I’d been thinking about ordering a gizmo for a while, and finally did just a few weeks ago. As with many things in our consumer-driven world, the number of options at Amazon were almost overwhelming. There were gizmos themselves and then all sorts of variations on the gizmo. In the end, I bought a pretty simple gizmo based on a desirable price and a decent rating – actually, a really good rating, 4.9 out of five. One of the rave reviews called it a game-changer in the gizmo market. Wow!
So far, I am very happy with my $10 gizmo. It deserves its 4.9 stars. Or does it?

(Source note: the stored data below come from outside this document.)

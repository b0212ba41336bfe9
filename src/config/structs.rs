use serde::{Deserialize, Serialize};

/// 默认配置文件路径
pub const DEFAULT_CONFIG_PATH: &str = "config.toml";

/// 静态配置（从 TOML 加载，启动时使用）
///
/// 优先级：ENV > config.toml > 默认值
#[derive(Debug, Clone, Serialize, Deserialize, Default)]
pub struct StaticConfig {
    #[serde(default)]
    pub server: ServerConfig,
    #[serde(default)]
    pub database: DatabaseConfig,
    #[serde(default)]
    pub auth: AuthConfig,
    #[serde(default)]
    pub features: FeaturesConfig,
    #[serde(default)]
    pub redirect: RedirectConfig,
    #[serde(default)]
    pub cors: CorsConfig,
    #[serde(default)]
    pub rate_limit: RateLimitConfig,
    #[serde(default)]
    pub logging: LoggingConfig,
}

impl StaticConfig {
    /// 从 TOML 文件和环境变量加载配置
    ///
    /// ENV 前缀：GL，分隔符：__
    /// 示例：GL__SERVER__PORT=9999
    pub fn load(path: &str) -> Self {
        use config::{Config, Environment, File};

        let builder = Config::builder()
            .add_source(File::with_name(path).required(false))
            .add_source(
                Environment::with_prefix("GL")
                    .separator("__")
                    .try_parsing(true),
            );

        match builder.build() {
            Ok(settings) => match settings.try_deserialize::<StaticConfig>() {
                Ok(config) => {
                    if std::path::Path::new(path).exists() {
                        eprintln!("[INFO] Configuration loaded from: {}", path);
                    }
                    config
                }
                Err(e) => {
                    eprintln!("[ERROR] Failed to deserialize config: {}", e);
                    Self::default()
                }
            },
            Err(e) => {
                eprintln!("[ERROR] Failed to build config: {}", e);
                Self::default()
            }
        }
    }

    /// 生成示例 TOML 配置文件
    pub fn generate_sample_config() -> String {
        let sample_config = Self::default();
        toml::to_string_pretty(&sample_config)
            .unwrap_or_else(|e| format!("Error generating sample config: {}", e))
    }

    /// 保存配置到 TOML 文件
    pub fn save_to_file<P: AsRef<std::path::Path>>(
        &self,
        path: P,
    ) -> Result<(), Box<dyn std::error::Error>> {
        let content = toml::to_string_pretty(self)?;

        if let Some(parent) = path.as_ref().parent()
            && !parent.as_os_str().is_empty()
            && !parent.exists()
        {
            std::fs::create_dir_all(parent)?;
        }

        std::fs::write(path, content)?;
        Ok(())
    }
}

/// 服务器配置
#[derive(Debug, Clone, Serialize, Deserialize)]
pub struct ServerConfig {
    #[serde(default = "default_server_host")]
    pub host: String,
    #[serde(default = "default_server_port")]
    pub port: u16,
    /// 生成短链接时使用的对外地址，例如 https://s.example.com
    #[serde(default)]
    pub public_base_url: Option<String>,
    #[serde(default = "default_cpu_count")]
    pub cpu_count: usize,
}

impl ServerConfig {
    /// 对外基础地址（去掉结尾的 `/`）
    pub fn base_url(&self) -> String {
        match self.public_base_url.as_deref().map(str::trim) {
            Some(url) if !url.is_empty() => url.trim_end_matches('/').to_string(),
            _ => format!("http://{}:{}", self.host, self.port),
        }
    }
}

/// 数据库连接配置
#[derive(Debug, Clone, Serialize, Deserialize)]
pub struct DatabaseConfig {
    #[serde(default = "default_database_url")]
    pub database_url: String,
    #[serde(default = "default_database_pool_size")]
    pub pool_size: u32,
    #[serde(default = "default_database_timeout")]
    pub timeout: u64,
    #[serde(default = "default_retry_count")]
    pub retry_count: u32,
    #[serde(default = "default_retry_base_delay_ms")]
    pub retry_base_delay_ms: u64,
    #[serde(default = "default_retry_max_delay_ms")]
    pub retry_max_delay_ms: u64,
}

/// Bearer token 校验配置
#[derive(Debug, Clone, Serialize, Deserialize)]
pub struct AuthConfig {
    /// HS256 密钥，为空时启动期随机生成（重启后旧 token 全部失效）
    #[serde(default)]
    pub jwt_secret: String,
    #[serde(default = "default_access_token_minutes")]
    pub access_token_minutes: u64,
}

/// 短链接功能配置
#[derive(Debug, Clone, Serialize, Deserialize)]
pub struct FeaturesConfig {
    #[serde(default = "default_alias_length")]
    pub alias_length: usize,
    /// alias 冲突时的最大生成次数
    #[serde(default = "default_max_alias_attempts")]
    pub max_alias_attempts: u32,
}

/// 重定向相关配置
#[derive(Debug, Clone, Serialize, Deserialize, Default)]
pub struct RedirectConfig {
    /// 密码输入页的 HTML 文件路径，未设置时使用内置页面
    #[serde(default)]
    pub password_prompt_page: Option<String>,
}

/// CORS 配置
#[derive(Debug, Clone, Serialize, Deserialize)]
pub struct CorsConfig {
    #[serde(default)]
    pub enabled: bool,
    #[serde(default)]
    pub allowed_origins: Vec<String>,
    #[serde(default)]
    pub allow_credentials: bool,
    #[serde(default = "default_cors_max_age")]
    pub max_age: u64,
}

/// 公开密码校验接口的限流配置
#[derive(Debug, Clone, Serialize, Deserialize)]
pub struct RateLimitConfig {
    #[serde(default = "default_rate_limit_enabled")]
    pub enabled: bool,
    #[serde(default = "default_verify_seconds_per_request")]
    pub verify_seconds_per_request: u64,
    #[serde(default = "default_verify_burst")]
    pub verify_burst: u32,
    /// 反向代理地址（单 IP 或 CIDR），只有来自这些地址的请求才信任 X-Forwarded-For
    #[serde(default)]
    pub trusted_proxies: Vec<String>,
}

/// 日志配置
#[derive(Debug, Clone, Serialize, Deserialize)]
pub struct LoggingConfig {
    #[serde(default = "default_log_level")]
    pub level: String,
    #[serde(default = "default_log_format")]
    pub format: String,
    #[serde(default)]
    pub file: Option<String>,
    #[serde(default = "default_max_backups")]
    pub max_backups: u32,
    #[serde(default = "default_enable_rotation")]
    pub enable_rotation: bool,
}

// ============================================================
// Default value functions for static config
// ============================================================

fn default_server_host() -> String {
    "127.0.0.1".to_string()
}

fn default_server_port() -> u16 {
    8080
}

fn default_cpu_count() -> usize {
    num_cpus::get()
}

fn default_database_url() -> String {
    "guardlink.db".to_string()
}

fn default_database_pool_size() -> u32 {
    10
}

fn default_database_timeout() -> u64 {
    30
}

fn default_retry_count() -> u32 {
    3
}

fn default_retry_base_delay_ms() -> u64 {
    100
}

fn default_retry_max_delay_ms() -> u64 {
    2000
}

fn default_access_token_minutes() -> u64 {
    60 * 24
}

fn default_alias_length() -> usize {
    6
}

fn default_max_alias_attempts() -> u32 {
    8
}

fn default_cors_max_age() -> u64 {
    3600
}

fn default_rate_limit_enabled() -> bool {
    true
}

fn default_verify_seconds_per_request() -> u64 {
    1
}

fn default_verify_burst() -> u32 {
    10
}

fn default_log_level() -> String {
    "info".to_string()
}

fn default_log_format() -> String {
    "text".to_string()
}

fn default_max_backups() -> u32 {
    5
}

fn default_enable_rotation() -> bool {
    true
}

// ============================================================
// Default implementations
// ============================================================

impl Default for ServerConfig {
    fn default() -> Self {
        Self {
            host: default_server_host(),
            port: default_server_port(),
            public_base_url: None,
            cpu_count: default_cpu_count(),
        }
    }
}

impl Default for DatabaseConfig {
    fn default() -> Self {
        Self {
            database_url: default_database_url(),
            pool_size: default_database_pool_size(),
            timeout: default_database_timeout(),
            retry_count: default_retry_count(),
            retry_base_delay_ms: default_retry_base_delay_ms(),
            retry_max_delay_ms: default_retry_max_delay_ms(),
        }
    }
}

impl Default for AuthConfig {
    fn default() -> Self {
        Self {
            jwt_secret: String::new(),
            access_token_minutes: default_access_token_minutes(),
        }
    }
}

impl Default for FeaturesConfig {
    fn default() -> Self {
        Self {
            alias_length: default_alias_length(),
            max_alias_attempts: default_max_alias_attempts(),
        }
    }
}

impl Default for CorsConfig {
    fn default() -> Self {
        Self {
            enabled: false,
            allowed_origins: Vec::new(),
            allow_credentials: false,
            max_age: default_cors_max_age(),
        }
    }
}

impl Default for RateLimitConfig {
    fn default() -> Self {
        Self {
            enabled: default_rate_limit_enabled(),
            verify_seconds_per_request: default_verify_seconds_per_request(),
            verify_burst: default_verify_burst(),
            trusted_proxies: Vec::new(),
        }
    }
}

impl Default for LoggingConfig {
    fn default() -> Self {
        Self {
            level: default_log_level(),
            format: default_log_format(),
            file: None,
            max_backups: default_max_backups(),
            enable_rotation: default_enable_rotation(),
        }
    }
}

About a week after the gizmo arrived, I received a postcard from the gizmo maker. They thanked me for purchasing their gizmo and wondered if I would be so kind as to provide a five-star rating. In fact, they said, if I would provide a five-star rating and rave review for their $10 gizmo – along with my email address – they would send me a $20 PayPal credit. But I had to promise not to say anything about their little bribe.
The gizmo is still working just fine, a five-star gizmo if there ever was one. In fact, if you are in the market for a gizmo, let me know and I’d be glad to message you with a recommendation for which one to buy. I am wondering, though, how many of the five-star ratings for my $10 gizmo were bought for $20. I’m even wondering if my $10 deal was really 23% off the normal price.
So, the gizmo company is buying 5-star ratings. How many of those rave reviews I read were bought with filthy lucre, however? How many of my fellow gizmo users sold their integrity if not their souls for a $20 PayPal credit?
In Deuteronomy 23:18, Moses tells the people of the Exodus that they must not bring money earned as a harlot – prostitute (male or female), some of the versions say, whore, the old King James reads – into the temple of the Lord. No selling yourself. (By the way, Microsoft just warned me that some of my readers might find the old King James wording offensive – apologies, but no retraction.)
God loves a cheerful giver (2 Corinthians 9:7), but apparently not a morally compromised one.
It wasn’t all that hard to decline the offer of the gizmo company. Sorry, folks, my 5-star ratings are not for sale.
To be sure the image of selling ourselves is a biblical image that goes beyond PayPal credits. God’s people are judged and punished for playing the prostitute, the harlot, the whore, when they turn from the living God and sell themselves to idols made of wood and silver. We are warned against making idols of money or of our Super Bowl favorite, of our success and even of our families. Literal and figurative harlotry are serious sins.
So, no wooden or silver idols and no five-star rating harlotry. But am I playing the harlot when I earn my wage from a pharmaceutical company that sells abortifacient drugs, a high-tech firm that makes components for weapons of mass destruction, an entertainment conglomerate whose casinos prey on the gambling addict?
Moses told the people not to bring the wages of their harlotry into the temple of the Lord. That may include the $20 PayPal credit earned from my 5-star gizmo rating. What else could it mean? Following Christ can be costly. But always worth it.